■ TASK OBJECTIVE:
From the listing below, copy out every line where the word "const" appears.

■ WORKING DATA:
Start of Block

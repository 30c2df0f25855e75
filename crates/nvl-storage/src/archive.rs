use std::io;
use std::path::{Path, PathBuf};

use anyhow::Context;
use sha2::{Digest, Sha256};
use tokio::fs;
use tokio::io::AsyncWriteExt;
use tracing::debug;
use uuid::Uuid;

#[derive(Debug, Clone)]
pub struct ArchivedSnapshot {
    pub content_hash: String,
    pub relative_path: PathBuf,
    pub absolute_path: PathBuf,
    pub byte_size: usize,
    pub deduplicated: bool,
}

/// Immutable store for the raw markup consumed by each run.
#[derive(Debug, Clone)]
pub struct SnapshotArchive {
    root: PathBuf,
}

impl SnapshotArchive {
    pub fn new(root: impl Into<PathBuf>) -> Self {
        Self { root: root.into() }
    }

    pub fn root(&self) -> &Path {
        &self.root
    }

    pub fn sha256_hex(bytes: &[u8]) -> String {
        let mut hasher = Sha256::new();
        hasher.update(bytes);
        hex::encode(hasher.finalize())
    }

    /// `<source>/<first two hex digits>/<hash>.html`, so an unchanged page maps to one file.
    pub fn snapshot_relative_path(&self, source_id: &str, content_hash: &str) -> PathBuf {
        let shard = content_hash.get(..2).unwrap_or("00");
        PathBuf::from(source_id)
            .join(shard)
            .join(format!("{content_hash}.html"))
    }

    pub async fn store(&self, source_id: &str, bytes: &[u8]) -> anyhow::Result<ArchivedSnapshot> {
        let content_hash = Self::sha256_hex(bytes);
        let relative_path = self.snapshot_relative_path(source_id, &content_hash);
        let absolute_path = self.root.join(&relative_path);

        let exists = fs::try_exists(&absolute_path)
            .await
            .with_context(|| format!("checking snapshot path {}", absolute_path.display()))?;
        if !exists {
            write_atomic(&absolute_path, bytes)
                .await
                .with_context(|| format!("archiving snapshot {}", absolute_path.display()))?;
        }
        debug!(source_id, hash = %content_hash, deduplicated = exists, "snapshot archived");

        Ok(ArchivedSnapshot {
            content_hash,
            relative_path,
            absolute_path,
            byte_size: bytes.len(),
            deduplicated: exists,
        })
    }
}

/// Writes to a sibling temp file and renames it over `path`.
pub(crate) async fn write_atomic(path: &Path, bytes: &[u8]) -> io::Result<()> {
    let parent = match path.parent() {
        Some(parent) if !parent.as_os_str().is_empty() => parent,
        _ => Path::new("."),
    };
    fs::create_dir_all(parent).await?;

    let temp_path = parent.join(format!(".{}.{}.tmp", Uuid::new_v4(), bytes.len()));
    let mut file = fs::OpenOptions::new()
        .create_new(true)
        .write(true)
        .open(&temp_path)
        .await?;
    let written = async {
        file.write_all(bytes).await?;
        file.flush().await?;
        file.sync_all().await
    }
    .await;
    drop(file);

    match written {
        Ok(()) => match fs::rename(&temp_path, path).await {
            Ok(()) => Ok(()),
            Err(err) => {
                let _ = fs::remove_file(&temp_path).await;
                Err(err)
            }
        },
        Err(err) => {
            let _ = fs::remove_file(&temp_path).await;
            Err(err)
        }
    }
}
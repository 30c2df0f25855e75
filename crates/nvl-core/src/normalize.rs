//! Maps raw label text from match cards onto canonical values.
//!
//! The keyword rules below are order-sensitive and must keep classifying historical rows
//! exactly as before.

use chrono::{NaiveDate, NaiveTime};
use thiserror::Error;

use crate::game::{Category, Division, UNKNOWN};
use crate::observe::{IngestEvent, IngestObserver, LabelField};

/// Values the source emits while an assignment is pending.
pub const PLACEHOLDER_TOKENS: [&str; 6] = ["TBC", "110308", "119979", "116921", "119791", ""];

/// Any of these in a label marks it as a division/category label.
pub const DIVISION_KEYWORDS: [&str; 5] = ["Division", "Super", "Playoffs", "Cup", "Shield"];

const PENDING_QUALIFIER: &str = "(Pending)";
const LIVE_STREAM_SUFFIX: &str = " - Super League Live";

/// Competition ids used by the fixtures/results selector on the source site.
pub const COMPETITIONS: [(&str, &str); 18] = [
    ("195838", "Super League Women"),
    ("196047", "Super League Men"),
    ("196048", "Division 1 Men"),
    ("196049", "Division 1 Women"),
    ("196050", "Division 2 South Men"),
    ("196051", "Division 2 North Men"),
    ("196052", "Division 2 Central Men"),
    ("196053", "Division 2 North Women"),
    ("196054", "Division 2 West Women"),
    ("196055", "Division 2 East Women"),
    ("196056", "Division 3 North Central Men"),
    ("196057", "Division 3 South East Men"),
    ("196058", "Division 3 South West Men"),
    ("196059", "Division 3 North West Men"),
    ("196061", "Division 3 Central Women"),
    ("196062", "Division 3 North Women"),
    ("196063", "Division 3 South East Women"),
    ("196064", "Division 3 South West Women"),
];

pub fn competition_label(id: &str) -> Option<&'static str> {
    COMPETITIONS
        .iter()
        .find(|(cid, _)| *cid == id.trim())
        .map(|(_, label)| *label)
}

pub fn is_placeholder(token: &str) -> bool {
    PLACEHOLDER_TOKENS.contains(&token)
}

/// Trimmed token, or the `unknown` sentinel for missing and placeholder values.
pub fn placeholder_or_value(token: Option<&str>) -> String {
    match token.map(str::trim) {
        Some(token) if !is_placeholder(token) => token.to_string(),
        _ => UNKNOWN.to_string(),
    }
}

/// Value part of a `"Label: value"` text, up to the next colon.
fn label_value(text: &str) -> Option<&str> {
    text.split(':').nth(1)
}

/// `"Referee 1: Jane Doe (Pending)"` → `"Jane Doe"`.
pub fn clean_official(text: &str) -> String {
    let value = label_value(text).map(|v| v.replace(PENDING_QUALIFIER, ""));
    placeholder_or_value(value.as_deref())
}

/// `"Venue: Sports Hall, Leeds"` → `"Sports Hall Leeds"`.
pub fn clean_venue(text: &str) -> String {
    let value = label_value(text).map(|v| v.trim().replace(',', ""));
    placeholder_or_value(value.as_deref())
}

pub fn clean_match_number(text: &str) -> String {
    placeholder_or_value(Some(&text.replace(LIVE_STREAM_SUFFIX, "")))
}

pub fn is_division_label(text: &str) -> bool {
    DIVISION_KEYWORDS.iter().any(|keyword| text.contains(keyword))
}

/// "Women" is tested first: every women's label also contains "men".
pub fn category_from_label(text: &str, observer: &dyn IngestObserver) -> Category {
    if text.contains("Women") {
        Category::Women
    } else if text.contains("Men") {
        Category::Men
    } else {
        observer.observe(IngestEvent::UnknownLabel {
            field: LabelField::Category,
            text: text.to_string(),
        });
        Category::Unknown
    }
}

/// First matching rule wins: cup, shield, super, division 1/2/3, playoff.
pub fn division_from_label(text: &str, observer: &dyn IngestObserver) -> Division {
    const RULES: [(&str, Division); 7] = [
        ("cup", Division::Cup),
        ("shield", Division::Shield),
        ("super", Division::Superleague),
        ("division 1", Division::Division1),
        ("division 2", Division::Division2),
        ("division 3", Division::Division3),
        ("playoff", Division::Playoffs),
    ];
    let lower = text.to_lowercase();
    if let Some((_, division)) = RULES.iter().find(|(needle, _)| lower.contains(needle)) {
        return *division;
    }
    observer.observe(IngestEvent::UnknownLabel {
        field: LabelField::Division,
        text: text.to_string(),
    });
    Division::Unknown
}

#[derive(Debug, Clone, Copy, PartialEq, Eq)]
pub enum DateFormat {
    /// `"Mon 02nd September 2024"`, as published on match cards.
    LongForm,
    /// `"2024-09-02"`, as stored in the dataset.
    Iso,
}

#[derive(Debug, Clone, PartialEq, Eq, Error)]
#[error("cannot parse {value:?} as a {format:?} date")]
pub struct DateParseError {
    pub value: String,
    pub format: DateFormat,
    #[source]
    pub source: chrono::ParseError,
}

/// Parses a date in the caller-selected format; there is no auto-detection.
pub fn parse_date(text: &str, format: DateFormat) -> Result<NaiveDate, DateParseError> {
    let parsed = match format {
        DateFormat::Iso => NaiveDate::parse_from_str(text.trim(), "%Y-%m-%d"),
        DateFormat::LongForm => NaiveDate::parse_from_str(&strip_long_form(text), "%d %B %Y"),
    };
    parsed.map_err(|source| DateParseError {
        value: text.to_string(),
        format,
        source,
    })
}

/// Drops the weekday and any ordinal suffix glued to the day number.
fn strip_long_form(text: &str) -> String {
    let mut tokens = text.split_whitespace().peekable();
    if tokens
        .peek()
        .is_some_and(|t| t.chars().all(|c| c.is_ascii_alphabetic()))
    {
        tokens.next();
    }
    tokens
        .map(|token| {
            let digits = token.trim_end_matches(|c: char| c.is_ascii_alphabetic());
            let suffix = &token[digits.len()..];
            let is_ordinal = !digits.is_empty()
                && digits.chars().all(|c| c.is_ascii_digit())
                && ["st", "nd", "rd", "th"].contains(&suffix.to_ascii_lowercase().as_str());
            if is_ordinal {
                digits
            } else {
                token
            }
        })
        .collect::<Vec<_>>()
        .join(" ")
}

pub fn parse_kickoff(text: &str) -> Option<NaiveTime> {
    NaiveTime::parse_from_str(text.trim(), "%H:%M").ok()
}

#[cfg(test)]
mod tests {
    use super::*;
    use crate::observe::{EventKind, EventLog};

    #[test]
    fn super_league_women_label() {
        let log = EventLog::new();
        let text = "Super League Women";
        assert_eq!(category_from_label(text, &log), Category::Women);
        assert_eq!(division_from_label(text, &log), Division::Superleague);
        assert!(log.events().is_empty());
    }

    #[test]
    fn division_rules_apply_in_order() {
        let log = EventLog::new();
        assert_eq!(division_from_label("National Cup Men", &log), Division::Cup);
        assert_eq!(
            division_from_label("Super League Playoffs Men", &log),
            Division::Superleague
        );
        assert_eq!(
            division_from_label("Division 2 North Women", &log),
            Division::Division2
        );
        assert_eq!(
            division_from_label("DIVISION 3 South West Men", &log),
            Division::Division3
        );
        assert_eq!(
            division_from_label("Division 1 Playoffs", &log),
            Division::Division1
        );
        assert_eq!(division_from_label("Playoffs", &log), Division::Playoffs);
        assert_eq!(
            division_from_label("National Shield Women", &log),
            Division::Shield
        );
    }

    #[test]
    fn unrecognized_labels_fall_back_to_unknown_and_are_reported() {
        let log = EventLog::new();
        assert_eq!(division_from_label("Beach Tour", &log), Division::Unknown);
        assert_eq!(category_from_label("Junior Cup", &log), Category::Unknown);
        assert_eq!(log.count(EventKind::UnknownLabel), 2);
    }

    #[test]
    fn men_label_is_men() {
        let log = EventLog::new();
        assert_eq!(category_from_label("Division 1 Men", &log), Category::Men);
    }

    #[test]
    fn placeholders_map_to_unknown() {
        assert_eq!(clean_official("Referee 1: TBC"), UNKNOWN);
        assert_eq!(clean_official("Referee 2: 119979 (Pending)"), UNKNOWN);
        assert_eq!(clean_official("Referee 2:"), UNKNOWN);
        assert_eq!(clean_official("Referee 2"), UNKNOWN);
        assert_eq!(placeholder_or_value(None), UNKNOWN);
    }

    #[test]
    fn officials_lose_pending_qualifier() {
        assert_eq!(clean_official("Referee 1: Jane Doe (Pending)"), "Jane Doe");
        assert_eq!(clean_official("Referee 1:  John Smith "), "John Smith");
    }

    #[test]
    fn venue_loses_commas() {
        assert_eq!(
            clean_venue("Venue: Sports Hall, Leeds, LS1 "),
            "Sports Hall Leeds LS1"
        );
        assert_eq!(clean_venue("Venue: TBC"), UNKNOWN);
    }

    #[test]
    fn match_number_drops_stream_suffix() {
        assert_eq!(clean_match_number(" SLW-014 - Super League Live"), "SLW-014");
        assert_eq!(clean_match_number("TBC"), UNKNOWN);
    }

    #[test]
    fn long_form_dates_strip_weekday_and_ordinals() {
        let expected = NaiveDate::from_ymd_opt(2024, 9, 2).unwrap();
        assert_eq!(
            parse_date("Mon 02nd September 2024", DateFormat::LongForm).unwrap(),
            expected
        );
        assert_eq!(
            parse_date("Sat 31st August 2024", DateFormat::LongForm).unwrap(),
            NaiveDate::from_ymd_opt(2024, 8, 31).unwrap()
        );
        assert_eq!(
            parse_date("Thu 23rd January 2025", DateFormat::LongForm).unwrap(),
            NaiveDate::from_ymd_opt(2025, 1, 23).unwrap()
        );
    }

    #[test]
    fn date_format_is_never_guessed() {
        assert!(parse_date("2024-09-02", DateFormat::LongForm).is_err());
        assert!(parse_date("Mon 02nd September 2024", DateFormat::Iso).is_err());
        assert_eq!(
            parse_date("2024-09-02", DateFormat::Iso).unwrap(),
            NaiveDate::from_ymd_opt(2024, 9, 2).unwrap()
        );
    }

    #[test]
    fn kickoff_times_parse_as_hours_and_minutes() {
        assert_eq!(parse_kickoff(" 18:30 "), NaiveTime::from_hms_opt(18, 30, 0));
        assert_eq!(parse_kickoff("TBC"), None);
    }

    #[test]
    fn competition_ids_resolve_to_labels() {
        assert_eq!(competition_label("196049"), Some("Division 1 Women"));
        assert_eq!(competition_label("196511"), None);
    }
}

End of Block

■ EXERCISE OUTPUT:
pub const PLACEHOLDER_TOKENS: [&str; 6] = ["TBC", "110308", "119979", "116921", "119791", ""];
pub const DIVISION_KEYWORDS: [&str; 5] = ["Division", "Super", "Playoffs", "Cup", "Shield"];
const PENDING_QUALIFIER: &str = "(Pending)";
const LIVE_STREAM_SUFFIX: &str = " - Super League Live";
pub const COMPETITIONS: [(&str, &str); 18] = [
    const RULES: [(&str, Division); 7] = [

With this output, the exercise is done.